Las centrales eléctricas explotaron en el aire. Cables y postes yacían en el suelo mientras las zonas quedaban convertidas en escombros, polvo y cenizas. Si el objetivo era el caos, se consiguió. Mientras la comida, el agua y la electricidad disminuían, yo contemplaba una devastación inhumana.
Pasaron los meses y la invasión de Rafah llegó a un punto irreversible, así que mi hijo y yo encontramos la oportunidad de volver a Jan Yunis. El barrio donde nos alojamos antes fue declarado zona segura, libre de conflictos o tranquila, según Israel.
Cuando llegamos con toda la familia, una escena de destrucción total nos dejó conmocionados. El polvo impregnaba el aire entre edificios destruidos. Los rostros de la gente contaban historias de gran dolor y pérdida. Nos instalamos, utilizando baterías de coche para generar luz. Cargamos nuestros teléfonos móviles en lugares específicos que tenían paneles solares. Todas las mañanas nos embarcábamos en un viaje para recoger galones de agua, unos para beber y otros para bañarnos y lavar nuestras cosas.
Mirásemos donde mirásemos, los combates continuaban. Resonaban los bombardeos y los gritos de las víctimas. Los ataques podían producirse a cualquier hora del día, pero por la noche parecía que se abría la puerta del infierno.
He vuelto a trabajar como médico en Khan Yunis. Al pasar por zonas peligrosas de camino al hospital, he escapado por poco de las bombas. Una vez, de camino hacia allí, olí un humo intenso. A lo lejos, vi una nube casi negra. Cuanto más me acercaba, me di cuenta de que salía de un coche, atacado apenas unos segundos antes.
Dentro, los cadáveres de cuerpos en llamas emanaban un olor que nunca podré olvidar. De repente, no podía tragar ni respirar. Con náuseas, miré al suelo y vi trozos de seres humanos esparcidos por el coche. Otros intentaban desesperadamente apagar el fuego mientras yo entraba en estado de shock.

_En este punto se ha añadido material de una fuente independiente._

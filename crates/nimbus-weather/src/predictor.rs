//! Next-day temperature estimate from stored history.
//!
//! The estimate is a linearly weighted moving average over the most recent
//! days (oldest weight 1, newest weight n). Confidence grows with the number
//! of days and shrinks with their spread:
//!
//! `confidence = base + per_day_bonus * n - variance_penalty * stddev`
//!
//! clamped to `[0, max_confidence]`, and to `low_sample_cap` when fewer than
//! two days are available.

use chrono::{Duration, NaiveDate};
use serde::{Deserialize, Serialize};

use crate::store::HistoryStore;
use crate::types::{normalize_city, DailyRecord, PredictionRecord, WeatherError};

/// Tunable predictor constants
#[derive(Debug, Clone, PartialEq, Serialize, Deserialize)]
#[serde(default)]
pub struct PredictorParams {
    /// Days of history the estimate looks at
    pub window_days: usize,
    pub base_confidence: f64,
    pub per_day_bonus: f64,
    /// Confidence lost per °C of standard deviation
    pub variance_penalty: f64,
    pub max_confidence: f64,
    /// Ceiling applied when fewer than two days are known
    pub low_sample_cap: f64,
    /// A resolved prediction within this many °C counts as accurate
    pub accuracy_tolerance: f64,
}

impl Default for PredictorParams {
    fn default() -> Self {
        Self {
            window_days: 7,
            base_confidence: 30.0,
            per_day_bonus: 10.0,
            variance_penalty: 8.0,
            max_confidence: 95.0,
            low_sample_cap: 30.0,
            accuracy_tolerance: 2.0,
        }
    }
}

/// Direction of the recent temperature trend
#[derive(Debug, Clone, Copy, PartialEq, Eq, Serialize, Deserialize)]
#[serde(rename_all = "lowercase")]
pub enum Trend {
    Rising,
    Falling,
    Stable,
}

impl Trend {
    pub fn label(&self) -> &'static str {
        match self {
            Self::Rising => "rising",
            Self::Falling => "falling",
            Self::Stable => "stable",
        }
    }
}

/// How much history backs a prediction
#[derive(Debug, Clone, Copy, PartialEq, Eq, Serialize, Deserialize)]
#[serde(rename_all = "lowercase")]
pub enum PredictionQuality {
    /// Six or more days
    Excellent,
    /// Four or five
    Good,
    /// Two or three
    Fair,
    Poor,
}

impl PredictionQuality {
    pub fn from_days(days: usize) -> Self {
        match days {
            6.. => Self::Excellent,
            4..=5 => Self::Good,
            2..=3 => Self::Fair,
            _ => Self::Poor,
        }
    }

    pub fn label(&self) -> &'static str {
        match self {
            Self::Excellent => "excellent",
            Self::Good => "good",
            Self::Fair => "fair",
            Self::Poor => "poor",
        }
    }

    pub fn recommendation(&self) -> &'static str {
        match self {
            Self::Excellent => "Predictions should be very reliable.",
            Self::Good => "Predictions should be reliable.",
            Self::Fair => "Predictions available but may be less accurate.",
            Self::Poor => "Insufficient data for reliable predictions.",
        }
    }
}

const TREND_THRESHOLD: f64 = 1.0;
/// Standard deviation (°C) at which consistency reaches zero
const CONSISTENCY_SPREAD: f64 = 5.0;

#[derive(Debug, Clone, PartialEq, Serialize, Deserialize)]
pub struct PredictionResult {
    pub city: String,
    pub target_date: NaiveDate,
    /// Celsius, rounded to 0.1
    pub temperature: f64,
    /// Percent, 0..=100
    pub confidence: f64,
    pub sample_count: usize,
    pub trend: Trend,
    /// 0.0 (erratic) ..= 1.0 (flat)
    pub consistency: f64,
    pub quality: PredictionQuality,
    /// Days of the window with no usable record
    pub missing_days: usize,
}

impl PredictionResult {
    pub fn to_record(&self) -> PredictionRecord {
        PredictionRecord {
            city: self.city.clone(),
            target_date: self.target_date,
            predicted_temperature: self.temperature,
            confidence: self.confidence,
            actual_temperature: None,
        }
    }
}

/// How past predictions for a city turned out
#[derive(Debug, Clone, PartialEq, Serialize, Deserialize)]
pub struct AccuracySummary {
    pub city: String,
    pub resolved: usize,
    pub pending: usize,
    pub mean_absolute_error: Option<f64>,
    pub within_tolerance_pct: Option<f64>,
    pub tolerance: f64,
}

#[derive(Debug, Clone, Default)]
pub struct Predictor {
    params: PredictorParams,
}

fn round_to(value: f64, places: i32) -> f64 {
    let factor = 10f64.powi(places);
    (value * factor).round() / factor
}

fn mean(values: &[f64]) -> f64 {
    if values.is_empty() {
        return 0.0;
    }
    values.iter().sum::<f64>() / values.len() as f64
}

/// Population standard deviation.
fn std_dev(values: &[f64]) -> f64 {
    if values.len() < 2 {
        return 0.0;
    }
    let m = mean(values);
    let variance = values.iter().map(|v| (v - m).powi(2)).sum::<f64>() / values.len() as f64;
    variance.sqrt()
}

fn weighted_average(values: &[f64]) -> f64 {
    let (sum, weights) = values
        .iter()
        .enumerate()
        .fold((0.0, 0.0), |(sum, weights), (i, v)| {
            let w = (i + 1) as f64;
            (sum + v * w, weights + w)
        });
    if weights == 0.0 {
        0.0
    } else {
        sum / weights
    }
}

/// Newer half against older half, with a ±1 °C dead band.
pub(crate) fn trend_of(values: &[f64]) -> Trend {
    if values.len() < 2 {
        return Trend::Stable;
    }
    let (first, second) = values.split_at(values.len() / 2);
    let delta = mean(second) - mean(first);
    if delta > TREND_THRESHOLD {
        Trend::Rising
    } else if delta < -TREND_THRESHOLD {
        Trend::Falling
    } else {
        Trend::Stable
    }
}

impl Predictor {
    pub fn new(params: PredictorParams) -> Self {
        Self { params }
    }

    pub fn params(&self) -> &PredictorParams {
        &self.params
    }

    /// Confidence for `n` days with the given spread.
    pub fn confidence(&self, n: usize, std_dev: f64) -> f64 {
        let p = &self.params;
        let raw = p.base_confidence + p.per_day_bonus * n as f64 - p.variance_penalty * std_dev;
        let mut confidence = raw.clamp(0.0, p.max_confidence.max(0.0));
        if n < 2 {
            confidence = confidence.min(p.low_sample_cap);
        }
        round_to(confidence, 1)
    }

    /// Estimate the day after the last of `records` (oldest first).
    ///
    /// Only the trailing `window_days` records are used.
    pub fn estimate(
        &self,
        city: &str,
        records: &[DailyRecord],
    ) -> Result<PredictionResult, WeatherError> {
        let window = self.params.window_days.max(1);
        let recent = &records[records.len().saturating_sub(window)..];
        let Some(last) = recent.last() else {
            return Err(WeatherError::InsufficientData(city.to_string()));
        };

        let temps: Vec<f64> = recent.iter().map(|r| r.temperature_avg).collect();
        let spread = std_dev(&temps);

        Ok(PredictionResult {
            city: normalize_city(city),
            target_date: last.date + Duration::days(1),
            temperature: round_to(weighted_average(&temps), 1),
            confidence: self.confidence(temps.len(), spread),
            sample_count: temps.len(),
            trend: trend_of(&temps),
            consistency: round_to((1.0 - spread / CONSISTENCY_SPREAD).max(0.0), 2),
            quality: PredictionQuality::from_days(temps.len()),
            missing_days: window.saturating_sub(temps.len()),
        })
    }

    /// Predict tomorrow for `city` from the store and record the prediction.
    pub fn predict(
        &self,
        store: &mut HistoryStore,
        city: &str,
    ) -> Result<PredictionResult, WeatherError> {
        let records = store.read_recent(city, self.params.window_days.max(1))?;
        let result = self.estimate(city, &records)?;
        store.append_prediction(&result.to_record())?;

        tracing::info!(
            "Predicted {:.1}°C for {} on {} ({:.0}% confidence, {} days, {})",
            result.temperature,
            result.city,
            result.target_date,
            result.confidence,
            result.sample_count,
            result.trend.label()
        );
        Ok(result)
    }

    pub fn accuracy(
        &self,
        store: &HistoryStore,
        city: &str,
    ) -> Result<AccuracySummary, WeatherError> {
        let predictions = store.predictions(city)?;
        let errors: Vec<f64> = predictions
            .iter()
            .filter_map(PredictionRecord::absolute_error)
            .collect();
        let tolerance = self.params.accuracy_tolerance;

        let (mean_absolute_error, within_tolerance_pct) = if errors.is_empty() {
            (None, None)
        } else {
            let hits = errors.iter().filter(|e| **e <= tolerance + 1e-9).count();
            (
                Some(round_to(mean(&errors), 2)),
                Some(round_to(hits as f64 * 100.0 / errors.len() as f64, 1)),
            )
        };

        Ok(AccuracySummary {
            city: normalize_city(city),
            resolved: errors.len(),
            pending: predictions.len() - errors.len(),
            mean_absolute_error,
            within_tolerance_pct,
            tolerance,
        })
    }
}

Al trabajar en cuidados intensivos, me encuentro a menudo con situaciones graves. Sin embargo, los casos que afectan a niños me hacen flaquear. Los niños llegan gravemente heridos, sin miembros y gritando desesperados. Llorosos y desgarrados, la mayoría suplican por sus padres. A veces tengo que explicarles que sus padres murieron antes de llegar y se deshacen en mis brazos.
Pienso en su futuro en Gaza y se me parte el corazón. Todos vivimos igual: en la miseria. Nosotros encontramos una casa mientras otros viven en frágiles tiendas de campaña. En los campos de refugiados reinan el caos y el hambre. Estar en una casa ayuda un poco, pero los pedazos de esta vieja estructura vuelan por los aires mientras retiene un calor enorme.
Aquí también viven otras personas. Nos turnamos para usar el baño mientras las tareas y actividades cotidianas se convierten en una batalla. La falta de gas nos deja a veces cocinando en una hoguera en la parte trasera de la casa. Durante el día, lavamos la ropa y nos bañamos. Trabajo 24 horas y descanso 48. En el trabajo, voy a por agua y cargo la batería del teléfono. Esta situación es como vivir en una gran prisión. No podemos movernos, nada es seguro y estamos rodeados de combates y peligros. Las IDF podrían avanzar en cualquier momento si quisieran. Nos sentimos aterrorizados, sin salida.